__Your assignment__:
In the records that follow, show each line where the word "AdamWConfig" is present.

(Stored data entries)
──────────

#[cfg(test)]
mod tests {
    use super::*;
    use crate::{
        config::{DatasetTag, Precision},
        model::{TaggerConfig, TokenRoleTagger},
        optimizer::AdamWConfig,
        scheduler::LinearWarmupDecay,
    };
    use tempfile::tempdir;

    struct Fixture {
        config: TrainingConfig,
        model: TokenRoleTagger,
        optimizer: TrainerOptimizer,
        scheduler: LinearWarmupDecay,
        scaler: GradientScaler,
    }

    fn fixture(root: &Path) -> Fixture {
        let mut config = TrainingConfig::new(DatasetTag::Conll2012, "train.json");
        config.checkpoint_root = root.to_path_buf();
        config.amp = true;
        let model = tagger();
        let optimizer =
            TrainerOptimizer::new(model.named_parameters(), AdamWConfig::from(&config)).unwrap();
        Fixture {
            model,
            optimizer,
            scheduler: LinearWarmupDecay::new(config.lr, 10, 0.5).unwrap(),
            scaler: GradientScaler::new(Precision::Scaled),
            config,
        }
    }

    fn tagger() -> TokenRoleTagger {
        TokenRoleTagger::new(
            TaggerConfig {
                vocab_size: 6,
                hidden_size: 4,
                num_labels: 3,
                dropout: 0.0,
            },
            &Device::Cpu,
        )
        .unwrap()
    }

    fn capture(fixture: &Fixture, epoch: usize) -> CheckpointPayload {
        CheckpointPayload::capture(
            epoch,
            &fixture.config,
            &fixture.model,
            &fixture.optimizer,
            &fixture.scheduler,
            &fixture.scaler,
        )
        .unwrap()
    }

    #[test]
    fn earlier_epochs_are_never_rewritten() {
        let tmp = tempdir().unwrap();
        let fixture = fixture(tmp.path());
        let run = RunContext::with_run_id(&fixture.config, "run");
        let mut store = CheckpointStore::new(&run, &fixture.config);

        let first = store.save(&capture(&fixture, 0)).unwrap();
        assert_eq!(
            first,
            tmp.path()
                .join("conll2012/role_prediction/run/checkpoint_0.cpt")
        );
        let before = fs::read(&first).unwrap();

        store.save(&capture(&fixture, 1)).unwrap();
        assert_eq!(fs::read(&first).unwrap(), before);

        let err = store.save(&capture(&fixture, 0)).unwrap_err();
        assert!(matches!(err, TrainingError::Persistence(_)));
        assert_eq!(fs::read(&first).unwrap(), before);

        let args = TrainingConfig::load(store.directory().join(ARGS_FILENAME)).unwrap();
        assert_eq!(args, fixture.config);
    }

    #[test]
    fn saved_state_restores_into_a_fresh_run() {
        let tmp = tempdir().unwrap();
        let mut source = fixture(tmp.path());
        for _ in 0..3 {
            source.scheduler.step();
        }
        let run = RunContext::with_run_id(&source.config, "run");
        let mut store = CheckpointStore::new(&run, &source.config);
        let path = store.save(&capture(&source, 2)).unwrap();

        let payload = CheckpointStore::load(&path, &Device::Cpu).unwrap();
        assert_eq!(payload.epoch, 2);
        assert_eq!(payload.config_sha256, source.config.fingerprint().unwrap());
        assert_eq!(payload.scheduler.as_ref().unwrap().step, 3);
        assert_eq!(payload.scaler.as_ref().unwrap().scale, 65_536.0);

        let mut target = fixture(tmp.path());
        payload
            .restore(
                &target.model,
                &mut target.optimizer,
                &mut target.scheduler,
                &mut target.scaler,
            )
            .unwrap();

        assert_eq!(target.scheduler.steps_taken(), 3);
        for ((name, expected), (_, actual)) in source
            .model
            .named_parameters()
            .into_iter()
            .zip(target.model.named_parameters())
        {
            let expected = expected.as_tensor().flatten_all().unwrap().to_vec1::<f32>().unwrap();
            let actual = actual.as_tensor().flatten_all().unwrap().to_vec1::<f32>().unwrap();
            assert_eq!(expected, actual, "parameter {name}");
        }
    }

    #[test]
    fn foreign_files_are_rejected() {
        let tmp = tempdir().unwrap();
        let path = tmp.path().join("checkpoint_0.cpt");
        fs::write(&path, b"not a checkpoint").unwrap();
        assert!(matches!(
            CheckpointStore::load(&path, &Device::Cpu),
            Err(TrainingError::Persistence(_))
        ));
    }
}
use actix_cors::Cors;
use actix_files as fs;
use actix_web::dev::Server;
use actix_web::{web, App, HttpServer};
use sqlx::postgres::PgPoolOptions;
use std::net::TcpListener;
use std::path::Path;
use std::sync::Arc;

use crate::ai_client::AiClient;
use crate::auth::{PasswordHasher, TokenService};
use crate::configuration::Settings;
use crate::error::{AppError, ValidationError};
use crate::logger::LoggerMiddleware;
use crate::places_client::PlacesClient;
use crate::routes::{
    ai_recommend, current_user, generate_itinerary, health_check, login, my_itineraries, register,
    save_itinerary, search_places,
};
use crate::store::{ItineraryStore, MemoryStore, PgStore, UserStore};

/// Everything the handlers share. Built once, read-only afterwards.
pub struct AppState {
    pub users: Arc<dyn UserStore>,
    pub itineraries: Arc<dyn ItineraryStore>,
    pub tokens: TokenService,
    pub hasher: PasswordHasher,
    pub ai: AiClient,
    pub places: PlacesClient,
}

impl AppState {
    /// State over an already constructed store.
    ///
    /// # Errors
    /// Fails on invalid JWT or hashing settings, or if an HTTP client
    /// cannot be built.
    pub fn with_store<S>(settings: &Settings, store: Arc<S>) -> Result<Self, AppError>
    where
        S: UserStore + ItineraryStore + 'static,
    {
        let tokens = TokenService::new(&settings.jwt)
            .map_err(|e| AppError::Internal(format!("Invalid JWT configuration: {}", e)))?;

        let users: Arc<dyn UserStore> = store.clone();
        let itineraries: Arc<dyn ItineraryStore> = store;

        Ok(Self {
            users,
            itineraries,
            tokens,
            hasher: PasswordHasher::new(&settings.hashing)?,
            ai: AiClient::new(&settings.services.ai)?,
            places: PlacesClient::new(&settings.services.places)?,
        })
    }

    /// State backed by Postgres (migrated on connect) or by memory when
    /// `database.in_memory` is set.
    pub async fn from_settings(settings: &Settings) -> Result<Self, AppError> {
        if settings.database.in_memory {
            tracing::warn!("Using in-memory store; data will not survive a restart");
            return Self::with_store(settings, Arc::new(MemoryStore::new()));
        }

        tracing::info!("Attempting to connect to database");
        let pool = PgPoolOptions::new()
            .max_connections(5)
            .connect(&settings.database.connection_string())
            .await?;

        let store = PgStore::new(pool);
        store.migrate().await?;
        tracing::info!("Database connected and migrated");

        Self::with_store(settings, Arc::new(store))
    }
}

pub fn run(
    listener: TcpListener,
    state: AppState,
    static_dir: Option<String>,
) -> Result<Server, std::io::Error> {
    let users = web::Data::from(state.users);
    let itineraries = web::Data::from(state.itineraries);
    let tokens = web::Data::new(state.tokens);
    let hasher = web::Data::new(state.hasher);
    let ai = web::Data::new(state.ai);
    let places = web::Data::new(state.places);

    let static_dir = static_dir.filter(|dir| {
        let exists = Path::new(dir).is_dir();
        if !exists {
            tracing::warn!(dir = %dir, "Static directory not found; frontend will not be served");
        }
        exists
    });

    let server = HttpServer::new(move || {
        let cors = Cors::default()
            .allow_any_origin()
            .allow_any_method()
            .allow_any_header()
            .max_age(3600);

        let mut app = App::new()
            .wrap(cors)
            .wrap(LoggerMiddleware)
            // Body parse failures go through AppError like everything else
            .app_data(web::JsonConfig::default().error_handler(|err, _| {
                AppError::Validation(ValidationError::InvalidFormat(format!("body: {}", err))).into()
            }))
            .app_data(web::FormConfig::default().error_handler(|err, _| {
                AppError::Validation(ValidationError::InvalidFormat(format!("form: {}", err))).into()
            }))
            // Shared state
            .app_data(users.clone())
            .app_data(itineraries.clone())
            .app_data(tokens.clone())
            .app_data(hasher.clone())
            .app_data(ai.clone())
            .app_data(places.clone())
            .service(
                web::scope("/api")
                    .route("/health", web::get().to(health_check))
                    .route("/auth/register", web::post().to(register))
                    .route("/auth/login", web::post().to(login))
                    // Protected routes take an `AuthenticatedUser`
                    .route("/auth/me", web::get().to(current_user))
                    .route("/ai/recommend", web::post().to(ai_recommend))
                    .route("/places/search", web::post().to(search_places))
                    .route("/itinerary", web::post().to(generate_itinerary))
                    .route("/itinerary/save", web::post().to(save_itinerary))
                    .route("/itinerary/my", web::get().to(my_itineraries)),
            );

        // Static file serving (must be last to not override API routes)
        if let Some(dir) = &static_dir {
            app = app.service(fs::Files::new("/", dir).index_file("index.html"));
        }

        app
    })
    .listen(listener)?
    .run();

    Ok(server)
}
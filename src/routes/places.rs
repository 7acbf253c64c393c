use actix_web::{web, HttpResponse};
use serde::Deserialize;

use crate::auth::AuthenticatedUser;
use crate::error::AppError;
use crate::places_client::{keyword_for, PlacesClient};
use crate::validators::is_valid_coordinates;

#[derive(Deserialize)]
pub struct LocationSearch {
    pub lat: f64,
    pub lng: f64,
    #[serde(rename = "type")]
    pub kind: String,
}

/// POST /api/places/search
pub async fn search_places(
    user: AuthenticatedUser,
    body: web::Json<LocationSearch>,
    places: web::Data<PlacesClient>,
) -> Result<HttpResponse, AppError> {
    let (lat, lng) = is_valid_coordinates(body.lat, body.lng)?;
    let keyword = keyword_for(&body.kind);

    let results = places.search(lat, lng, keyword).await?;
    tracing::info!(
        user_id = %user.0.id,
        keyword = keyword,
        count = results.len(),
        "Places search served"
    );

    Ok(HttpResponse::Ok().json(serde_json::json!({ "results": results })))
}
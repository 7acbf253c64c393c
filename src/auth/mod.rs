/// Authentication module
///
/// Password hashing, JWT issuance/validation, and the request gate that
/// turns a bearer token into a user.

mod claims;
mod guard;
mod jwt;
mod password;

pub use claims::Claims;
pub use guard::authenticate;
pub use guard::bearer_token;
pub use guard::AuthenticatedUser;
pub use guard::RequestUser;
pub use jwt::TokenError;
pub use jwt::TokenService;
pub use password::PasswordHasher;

──────────

__Written solution__:
        optimizer::AdamWConfig,
            TrainerOptimizer::new(model.named_parameters(), AdamWConfig::from(&config)).unwrap();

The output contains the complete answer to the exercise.